* Exercise directions: From the records below, take each line where the string "Value" shows up and copy it.

(Saved data entries)
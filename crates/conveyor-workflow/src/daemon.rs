//! Driving the triggers of many pipelines from one loop.
//!
//! A long-running deployment wraps [`Scheduler::run`] in its service main;
//! one-shot invocations and tests call [`Scheduler::tick`] directly.

use crate::log::ReleaseLog;
use crate::pipeline::Pipeline;
use crate::schedule::ReleaseResult;
use indexmap::IndexMap;
use serde_json::Value;
use std::sync::Arc;
use std::thread;
use std::time::Duration;

const DEFAULT_WINDOW: Duration = Duration::from_secs(60);
const DEFAULT_POLL: Duration = Duration::from_secs(1);

/// Owns a set of pipelines and pokes each of them on a fixed cadence,
/// sharing one release log so fired points stay deduplicated across ticks.
pub struct Scheduler {
    pipelines: Vec<Pipeline>,
    params: IndexMap<String, Value>,
    window: Duration,
    poll: Duration,
    log: Arc<dyn ReleaseLog>,
}

impl Scheduler {
    pub fn new(log: Arc<dyn ReleaseLog>) -> Self {
        Self {
            pipelines: Vec::new(),
            params: IndexMap::new(),
            window: DEFAULT_WINDOW,
            poll: DEFAULT_POLL,
            log,
        }
    }

    /// Release window forwarded to every poke.
    pub fn with_window(mut self, window: Duration) -> Self {
        self.window = window;
        self
    }

    /// Poll increment forwarded to every poke.
    pub fn with_poll(mut self, poll: Duration) -> Self {
        self.poll = poll;
        self
    }

    /// Params passed to every release of every registered pipeline.
    pub fn with_params(mut self, params: IndexMap<String, Value>) -> Self {
        self.params = params;
        self
    }

    pub fn register(&mut self, pipeline: Pipeline) {
        self.pipelines.push(pipeline);
    }

    /// Poke every registered pipeline once, in registration order. Each
    /// poke fans its triggers out over the poke pool internally, so a tick
    /// blocks until every trigger of every pipeline has fired or been
    /// skipped.
    pub fn tick(&self) -> Vec<ReleaseResult> {
        let mut results = Vec::new();
        for pipeline in &self.pipelines {
            tracing::debug!(pipeline = %pipeline.name, "scheduler poking");
            results.extend(pipeline.poke(
                &self.params,
                self.window,
                self.poll,
                Arc::clone(&self.log),
            ));
        }
        results
    }

    /// Run `cycles` ticks with `interval` sleeps between them, collecting
    /// every release outcome.
    pub fn run(&self, cycles: usize, interval: Duration) -> Vec<ReleaseResult> {
        let mut results = Vec::new();
        for cycle in 0..cycles {
            if cycle > 0 {
                thread::sleep(interval);
            }
            tracing::info!(cycle, pipelines = self.pipelines.len(), "scheduler tick");
            results.extend(self.tick());
        }
        results
    }
}

#[cfg(test)]
mod tests {
    use super::*;
    use crate::log::MemoryReleaseLog;
    use crate::trigger::Trigger;
    use conveyor_core::result::Status;

    fn every_second_pipeline(name: &str) -> Pipeline {
        Pipeline::new(
            name,
            None,
            IndexMap::new(),
            vec![Trigger::parse("* * * * * *").unwrap()],
            IndexMap::new(),
        )
        .unwrap()
    }

    #[test]
    fn test_tick_pokes_every_registered_pipeline() {
        let log = Arc::new(MemoryReleaseLog::new());
        let mut scheduler = Scheduler::new(log.clone())
            .with_window(Duration::from_secs(10))
            .with_poll(Duration::from_millis(100));
        scheduler.register(every_second_pipeline("first"));
        scheduler.register(every_second_pipeline("second"));

        let results = scheduler.tick();
        assert_eq!(results.len(), 2);
        assert!(results.iter().all(|r| r.status == Status::Success));
        assert!(results.iter().all(|r| r.fired.len() == 1));

        let records = log.records();
        assert_eq!(records.len(), 2);
        let mut names: Vec<&str> = records.iter().map(|r| r.name.as_str()).collect();
        names.sort_unstable();
        assert_eq!(names, vec!["first", "second"]);
    }

    #[test]
    fn test_tick_without_pipelines_is_empty() {
        let scheduler = Scheduler::new(Arc::new(MemoryReleaseLog::new()));
        assert!(scheduler.tick().is_empty());
    }
}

* Answer for the task:
use serde_json::Value;
    params: IndexMap<String, Value>,
    pub fn with_params(mut self, params: IndexMap<String, Value>) -> Self {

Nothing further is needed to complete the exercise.